Nothing is to be altered; the data must be repeated exactly.

(Beginning of RECORDS FOR THE EXERCISE)

//! Defines the 404 page and the router's fallback handler.

use axum::{
    http::StatusCode,
    response::{Html, IntoResponse, Response},
};

use crate::html::error_view;

pub struct NotFoundError;

impl IntoResponse for NotFoundError {
    fn into_response(self) -> Response {
        (
            StatusCode::NOT_FOUND,
            Html(
                error_view(
                    "Not Found",
                    "404",
                    "Sorry, the page you were looking for does not exist.",
                    "Check the address for typos, or head back to the dashboard.",
                )
                .into_string(),
            ),
        )
            .into_response()
    }
}

pub async fn get_404_not_found() -> Response {
    NotFoundError.into_response()
}
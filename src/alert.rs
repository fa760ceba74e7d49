//! Alert fragments for displaying success and error messages over htmx.
//!
//! Endpoints that respond to htmx requests render these fragments into the
//! page's alert container via `hx-target-error` or out-of-band swaps.

use axum::response::{IntoResponse, Response};
use maud::{Markup, html};

const SUCCESS_ALERT_STYLE: &str = "flex flex-col p-4 mb-4 rounded-lg \
    text-green-800 bg-green-50 dark:bg-gray-800 dark:text-green-400";

const ERROR_ALERT_STYLE: &str = "flex flex-col p-4 mb-4 rounded-lg \
    text-red-800 bg-red-50 dark:bg-gray-800 dark:text-red-400";

/// An alert message to display to the user.
#[derive(Debug, Clone, PartialEq)]
pub enum Alert {
    /// An operation succeeded.
    Success {
        message: String,
        details: String,
    },
    /// An operation failed.
    Error {
        message: String,
        details: String,
    },
}

impl Alert {
    /// Render the alert as an HTML fragment.
    pub fn into_html(self) -> Markup {
        let (style, message, details) = match self {
            Alert::Success { message, details } => (SUCCESS_ALERT_STYLE, message, details),
            Alert::Error { message, details } => (ERROR_ALERT_STYLE, message, details),
        };

        html! {
            div class=(style) role="alert"
            {
                span class="font-medium" { (message) }

                @if !details.is_empty() {
                    p { (details) }
                }
            }
        }
    }
}

impl IntoResponse for Alert {
    fn into_response(self) -> Response {
        self.into_html().into_response()
    }
}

(End of RECORDS FOR THE EXERCISE)

EXPECTED ANSWER:
//! Defines the 404 page and the router's fallback handler.

use axum::{
    http::StatusCode,
    response::{Html, IntoResponse, Response},
};

use crate::html::error_view;

pub struct NotFoundError;

impl IntoResponse for NotFoundError {
    fn into_response(self) -> Response {
        (
            StatusCode::NOT_FOUND,
            Html(
                error_view(
                    "Not Found",
                    "404",
                    "Sorry, the page you were looking for does not exist.",
                    "Check the address for typos, or head back to the dashboard.",
                )
                .into_string(),
            ),
        )
            .into_response()
    }
}

pub async fn get_404_not_found() -> Response {
    NotFoundError.into_response()
}
filename src/alert.rs
repository fa760ceba74e7d49
//! Alert fragments for displaying success and error messages over htmx.
//!
//! Endpoints that respond to htmx requests render these fragments into the
//! page's alert container via `hx-target-error` or out-of-band swaps.

use axum::response::{IntoResponse, Response};
use maud::{Markup, html};

const SUCCESS_ALERT_STYLE: &str = "flex flex-col p-4 mb-4 rounded-lg \
    text-green-800 bg-green-50 dark:bg-gray-800 dark:text-green-400";

const ERROR_ALERT_STYLE: &str = "flex flex-col p-4 mb-4 rounded-lg \
    text-red-800 bg-red-50 dark:bg-gray-800 dark:text-red-400";

/// An alert message to display to the user.
#[derive(Debug, Clone, PartialEq)]
pub enum Alert {
    /// An operation succeeded.
    Success {
        message: String,
        details: String,
    },
    /// An operation failed.
    Error {
        message: String,
        details: String,
    },
}

impl Alert {
    /// Render the alert as an HTML fragment.
    pub fn into_html(self) -> Markup {
        let (style, message, details) = match self {
            Alert::Success { message, details } => (SUCCESS_ALERT_STYLE, message, details),
            Alert::Error { message, details } => (ERROR_ALERT_STYLE, message, details),
        };

        html! {
            div class=(style) role="alert"
            {
                span class="font-medium" { (message) }

                @if !details.is_empty() {
                    p { (details) }
                }
            }
        }
    }
}

impl IntoResponse for Alert {
    fn into_response(self) -> Response {
        self.into_html().into_response()
    }
}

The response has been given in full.